Il lavoro della terra è nei suoi geni da generazioni, tra coltivazioni alimentari – coi racconti dei suoi nonni – e decorative – col giardino di sua mamma nel quale è cresciuta – benché si ritenga la meno adatta della famiglia a far nascere e curare qualcosa.
Inizialmente rifugio, stacco dalla frenesia quotidiana d’incombenze varie, un luogo in cui ritrovare se stessa, poi, man mano che le stagioni si susseguivano, tra tentativi riusciti e fallimenti vari, l’orto, la pratica della cura di ortaggi ed erbe è diventato un modo per osservare meglio anche il fuori, il mondo, per riavvicinarsi all’essenza delle cose importanti, alla terra che ci nutre e ci ospita – oggi sotto attacco da più parti, prima di tutte la siccità.

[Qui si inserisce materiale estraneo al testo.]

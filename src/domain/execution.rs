//! Execution record and related types
//!
//! An Execution is one live run of a LoopDefinition: it owns the current
//! phase pointer, overall status, and the autonomy level that decides how
//! far gates may be passed without a human.

use serde::{Deserialize, Serialize};

use crate::id::{generate_execution_id, now_ms};

/// A single run of a loop definition
#[derive(Debug, Clone, Serialize, Deserialize, PartialEq)]
pub struct Execution {
    /// Unique identifier ("exec-1738300800123-a1b2")
    pub id: String,

    /// The loop definition this execution was started from
    pub loop_id: String,

    /// Current status
    pub status: ExecutionStatus,

    /// The phase currently being worked
    pub current_phase_id: String,

    /// How far gates may be passed without a human
    pub autonomy: AutonomyLevel,

    /// Opaque organization/system/module identifiers
    pub context: ExecutionContext,

    //=== Timestamps ===
    pub started_at: i64,
    pub updated_at: i64,
}

/// Status of an execution
#[derive(Debug, Clone, Copy, PartialEq, Eq, Serialize, Deserialize)]
#[serde(rename_all = "lowercase")]
pub enum ExecutionStatus {
    /// Created but not yet started
    Pending,
    /// Actively progressing through phases
    Active,
    /// User-initiated pause (resumable)
    Paused,
    /// All phases done, final gate approved
    Completed,
    /// Unrecoverable terminal error
    Failed,
}

impl ExecutionStatus {
    /// Returns true if the execution accepts no further mutating commands
    pub fn is_terminal(&self) -> bool {
        matches!(self, ExecutionStatus::Completed | ExecutionStatus::Failed)
    }
}

/// Degree of unattended gate-passing allowed for an execution
#[derive(Debug, Clone, Copy, PartialEq, Eq, Serialize, Deserialize)]
#[serde(rename_all = "lowercase")]
pub enum AutonomyLevel {
    /// Automatic gates run unattended; AutoIfConfigured resolves to automatic
    Full,
    /// Automatic gates run unattended; AutoIfConfigured resolves to manual
    Supervised,
    /// Every gate waits for a human
    Manual,
}

/// Opaque identifiers carried along for the driving client's benefit;
/// the engine never interprets them.
#[derive(Debug, Clone, Default, Serialize, Deserialize, PartialEq)]
pub struct ExecutionContext {
    #[serde(default)]
    pub organization: Option<String>,
    #[serde(default)]
    pub system: Option<String>,
    #[serde(default)]
    pub module: Option<String>,
}

impl Execution {
    /// Create a new active execution at the given first phase
    pub fn new(
        loop_id: &str,
        first_phase_id: &str,
        autonomy: AutonomyLevel,
        context: ExecutionContext,
    ) -> Self {
        let now = now_ms();
        Self {
            id: generate_execution_id(),
            loop_id: loop_id.to_string(),
            status: ExecutionStatus::Active,
            current_phase_id: first_phase_id.to_string(),
            autonomy,
            context,
            started_at: now,
            updated_at: now,
        }
    }

    /// Update the timestamp
    pub fn touch(&mut self) {
        self.updated_at = now_ms();
    }
}

#[cfg(test)]
mod tests {
    use super::*;

    #[test]
    fn test_execution_status_is_terminal() {
        assert!(ExecutionStatus::Completed.is_terminal());
        assert!(ExecutionStatus::Failed.is_terminal());
        assert!(!ExecutionStatus::Pending.is_terminal());
        assert!(!ExecutionStatus::Active.is_terminal());
        assert!(!ExecutionStatus::Paused.is_terminal());
    }

    #[test]
    fn test_new_execution_starts_active_at_first_phase() {
        let exec = Execution::new(
            "loop-001",
            "p1",
            AutonomyLevel::Full,
            ExecutionContext::default(),
        );
        assert!(exec.id.starts_with("exec-"));
        assert_eq!(exec.loop_id, "loop-001");
        assert_eq!(exec.status, ExecutionStatus::Active);
        assert_eq!(exec.current_phase_id, "p1");
        assert_eq!(exec.autonomy, AutonomyLevel::Full);
        assert!(exec.started_at > 0);
        assert_eq!(exec.started_at, exec.updated_at);
    }

    #[test]
    fn test_touch_updates_timestamp() {
        let mut exec = Execution::new(
            "loop-001",
            "p1",
            AutonomyLevel::Manual,
            ExecutionContext::default(),
        );
        let original = exec.updated_at;
        std::thread::sleep(std::time::Duration::from_millis(2));
        exec.touch();
        assert!(exec.updated_at >= original);
    }

    #[test]
    fn test_status_serialization() {
        assert_eq!(
            serde_json::to_string(&ExecutionStatus::Pending).unwrap(),
            "\"pending\""
        );
        assert_eq!(
            serde_json::to_string(&ExecutionStatus::Active).unwrap(),
            "\"active\""
        );
        assert_eq!(
            serde_json::to_string(&ExecutionStatus::Completed).unwrap(),
            "\"completed\""
        );
    }

    #[test]
    fn test_autonomy_serialization() {
        assert_eq!(
            serde_json::to_string(&AutonomyLevel::Full).unwrap(),
            "\"full\""
        );
        assert_eq!(
            serde_json::to_string(&AutonomyLevel::Supervised).unwrap(),
            "\"supervised\""
        );
        assert_eq!(
            serde_json::to_string(&AutonomyLevel::Manual).unwrap(),
            "\"manual\""
        );
    }

    #[test]
    fn test_execution_serialization_roundtrip() {
        let exec = Execution::new(
            "loop-001",
            "p1",
            AutonomyLevel::Supervised,
            ExecutionContext {
                organization: Some("acme".to_string()),
                system: Some("billing".to_string()),
                module: None,
            },
        );
        let json = serde_json::to_string(&exec).unwrap();
        let parsed: Execution = serde_json::from_str(&json).unwrap();
        assert_eq!(parsed, exec);
    }
}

L’autrice, attraverso i mesi di un anno, con lo sguardo tra le piante e alle fasi lunari, ci racconta ciò che accade e ciò che impara e sbaglia con le varietà messe a terra. In ogni mese-capitolo, tre sezioni: il diario dell’orto, le cose da tenere a mente e tentare e imparare con Almanacco degli anni a venire, e lo sguardo fuori, sul mondo (tra tragedie e resistenze) con Innesti.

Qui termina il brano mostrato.